What you should do: Lines from the listing that hold the string "FormatError" are what you should return.

Records for the task:
//! Reference resolution: converting between physical indices and logical
//! names.
//!
//! The byte format stores cross-record references as signed positions into a
//! *concatenation order* — a fixed, version-specific ordering of the scoped
//! containers' record lists (ranked by sub-kind, container record order
//! preserved within a rank).  The public API exposes them as target names.
//!
//! Both directions are pure scene-to-scene projections: [`resolve`] turns a
//! freshly parsed, index-tagged scene into a name-tagged one, and
//! [`unresolve`] turns a name-tagged scene back into an index-tagged one.
//! `unresolve` runs [`disambiguate`] internally before any lookup, because
//! index values depend on the final, collision-free name set; both passes
//! complete before a single byte is emitted.

use std::collections::{HashMap, HashSet};

use serde::Serialize;

use crate::error::{FormatError, Result};
use crate::registry::VariantRegistry;
use crate::scene::Scene;

// ── Reference ────────────────────────────────────────────────────────────────

/// A directed edge from one record's field to another record.
///
/// `Index` is the physical projection (the stored integer, scoped to the
/// concatenation order); `Name` is the logical projection.  `None` is the
/// null reference, stored on disk as the index −1.
#[derive(Debug, Clone, PartialEq, Eq, Serialize)]
pub enum Reference {
    None,
    Index(i32),
    Name(String),
}

impl Reference {
    /// The raw index this reference serializes as.  A named reference is an
    /// internal-consistency error: `unresolve` must run before writing.
    pub fn to_index(&self) -> Result<i32> {
        match self {
            Reference::None     => Ok(-1),
            Reference::Index(i) => Ok(*i),
            Reference::Name(n)  => Err(FormatError::InternalConsistency(format!(
                "reference to {n:?} was not unresolved to an index before serialization"
            ))),
        }
    }

    pub fn is_none(&self) -> bool {
        matches!(self, Reference::None)
    }
}

/// Implemented by payload types whose fields contain references.  Fields are
/// visited in a fixed, layout order.
pub trait HasRefs {
    fn visit_refs<F>(&mut self, f: F) -> Result<()>
    where
        F: FnMut(&mut Reference) -> Result<()>;
}

// ── Concatenation order ──────────────────────────────────────────────────────

/// `(container index, record index)` pairs of the scoped records, in the
/// format's fixed concatenation order: ranked by sub-kind, stable within a
/// rank.  Read and write must use the identical order or indices silently
/// point at the wrong record.
fn concat_order<R: VariantRegistry>(scene: &Scene<R::Payload>, reg: &R) -> Vec<(usize, usize)> {
    let scope = reg.reference_scope();
    let mut entries: Vec<(usize, usize, usize)> = Vec::new();
    for (ci, container) in scene.containers.iter().enumerate() {
        if !scope.contains(&container.name.as_str()) {
            continue;
        }
        for (ri, record) in container.records.iter().enumerate() {
            entries.push((reg.concat_rank(&record.payload), ci, ri));
        }
    }
    entries.sort_by_key(|&(rank, _, _)| rank);
    entries.into_iter().map(|(_, ci, ri)| (ci, ri)).collect()
}

fn concat_names<R: VariantRegistry>(scene: &Scene<R::Payload>, reg: &R) -> Vec<String> {
    concat_order(scene, reg)
        .into_iter()
        .map(|(ci, ri)| scene.containers[ci].records[ri].name.clone())
        .collect()
}

// ── Resolve: index → name ────────────────────────────────────────────────────

/// Project a parsed, index-tagged scene into its name-tagged form.
///
/// Index −1 becomes [`Reference::None`]; any other out-of-bounds or negative
/// index is an [`FormatError::OffsetOutOfRange`].
pub fn resolve<R>(scene: &Scene<R::Payload>, reg: &R) -> Result<Scene<R::Payload>>
where
    R: VariantRegistry,
    R::Payload: HasRefs,
{
    let names = concat_names(scene, reg);
    let mut out = scene.clone();
    for container in &mut out.containers {
        for record in &mut container.records {
            let record_name = record.name.clone();
            record.payload.visit_refs(|r| {
                let mapped = match &*r {
                    Reference::None => None,
                    Reference::Index(-1) => Some(Reference::None),
                    Reference::Index(i) => {
                        let i = *i;
                        if i < 0 || i as usize >= names.len() {
                            return Err(FormatError::OffsetOutOfRange {
                                value:   i as i64,
                                bound:   names.len() as u64,
                                context: "reference index",
                            });
                        }
                        Some(Reference::Name(names[i as usize].clone()))
                    }
                    Reference::Name(_) => {
                        return Err(FormatError::InternalConsistency(format!(
                            "record {record_name:?} already carries named references"
                        )))
                    }
                };
                if let Some(m) = mapped {
                    *r = m;
                }
                Ok(())
            })?;
        }
    }
    Ok(out)
}

// ── Disambiguation ───────────────────────────────────────────────────────────

/// Uniqueness-adjust a name multiset: the first occurrence keeps the bare
/// name, later occurrences get `"{name} (n)"` with n counting from 2, where
/// `name` is always the original name (suffixes never stack).  The scan
/// repeats until a full pass renames nothing, since a generated suffix can
/// itself collide with a pre-existing distinct name.
pub fn disambiguate_names(names: &[String]) -> Vec<String> {
    let mut current: Vec<String> = names.to_vec();
    let mut next_suffix: HashMap<String, usize> = HashMap::new();
    loop {
        let mut seen: HashSet<String> = HashSet::new();
        let mut renames = 0usize;
        for i in 0..current.len() {
            if !seen.insert(current[i].clone()) {
                let n = next_suffix.entry(names[i].clone()).or_insert(1);
                *n += 1;
                current[i] = format!("{} ({})", names[i], n);
                seen.insert(current[i].clone());
                renames += 1;
            }
        }
        if renames == 0 {
            return current;
        }
    }
}

/// Apply [`disambiguate_names`] to the scene's name-resolution scope, in
/// concatenation order.  Idempotent once names are collision-free.
pub fn disambiguate<R>(scene: &Scene<R::Payload>, reg: &R) -> Scene<R::Payload>
where
    R: VariantRegistry,
{
    let order = concat_order(scene, reg);
    let originals: Vec<String> = order
        .iter()
        .map(|&(ci, ri)| scene.containers[ci].records[ri].name.clone())
        .collect();
    let adjusted = disambiguate_names(&originals);

    let mut out = scene.clone();
    for (&(ci, ri), name) in order.iter().zip(adjusted) {
        out.containers[ci].records[ri].name = name;
    }
    out
}

// ── Unresolve: name → index ──────────────────────────────────────────────────

/// Project a name-tagged scene back into its index-tagged form, ready for
/// serialization.
///
/// Disambiguation runs first so the lookups and the physical indices agree
/// with the names that will actually be written.  A name with no record in
/// the concatenated scope is a [`FormatError::ReferenceLookupFailure`].
pub fn unresolve<R>(scene: &Scene<R::Payload>, reg: &R) -> Result<Scene<R::Payload>>
where
    R: VariantRegistry,
    R::Payload: HasRefs,
{
    let mut out = disambiguate(scene, reg);
    let names = concat_names(&out, reg);
    for container in &mut out.containers {
        for record in &mut container.records {
            let record_name = record.name.clone();
            record.payload.visit_refs(|r| {
                let mapped = match &*r {
                    Reference::None => Reference::Index(-1),
                    Reference::Name(n) => {
                        // First match in concatenation order.
                        let pos = names.iter().position(|cand| cand == n).ok_or_else(|| {
                            FormatError::ReferenceLookupFailure {
                                name:   n.clone(),
                                record: record_name.clone(),
                            }
                        })?;
                        Reference::Index(pos as i32)
                    }
                    Reference::Index(_) => {
                        return Err(FormatError::InternalConsistency(format!(
                            "record {record_name:?} already carries index references"
                        )))
                    }
                };
                *r = mapped;
                Ok(())
            })?;
        }
    }
    Ok(out)
}

#[cfg(test)]
mod tests {
    use super::*;

    fn names(v: &[&str]) -> Vec<String> {
        v.iter().map(|s| s.to_string()).collect()
    }

    #[test]
    fn duplicate_names_are_numbered_in_order() {
        let out = disambiguate_names(&names(&["Door", "Door", "Door"]));
        assert_eq!(out, names(&["Door", "Door (2)", "Door (3)"]));
    }

    #[test]
    fn first_occurrence_keeps_bare_name() {
        let out = disambiguate_names(&names(&["Lamp", "Door", "Lamp"]));
        assert_eq!(out, names(&["Lamp", "Door", "Lamp (2)"]));
    }

    #[test]
    fn generated_suffix_collision_reaches_fixpoint() {
        // The second "Door" is renamed to "Door (2)", colliding with the
        // pre-existing record of that name, which is renamed on the next pass.
        let out = disambiguate_names(&names(&["Door", "Door", "Door (2)"]));
        let unique: HashSet<&String> = out.iter().collect();
        assert_eq!(unique.len(), out.len());
        assert_eq!(out[0], "Door");
        assert_eq!(out[1], "Door (2)");
        assert!(out[2].starts_with("Door (2)"));
    }

    #[test]
    fn disambiguation_is_idempotent_on_unique_names() {
        let input = names(&["A", "B", "C"]);
        assert_eq!(disambiguate_names(&input), input);
    }
}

Exercise result:
use crate::error::{FormatError, Result};
            Reference::Name(n)  => Err(FormatError::InternalConsistency(format!(
/// index is an [`FormatError::OffsetOutOfRange`].
                            return Err(FormatError::OffsetOutOfRange {
                        return Err(FormatError::InternalConsistency(format!(
/// the concatenated scope is a [`FormatError::ReferenceLookupFailure`].
                            FormatError::ReferenceLookupFailure {
                        return Err(FormatError::InternalConsistency(format!(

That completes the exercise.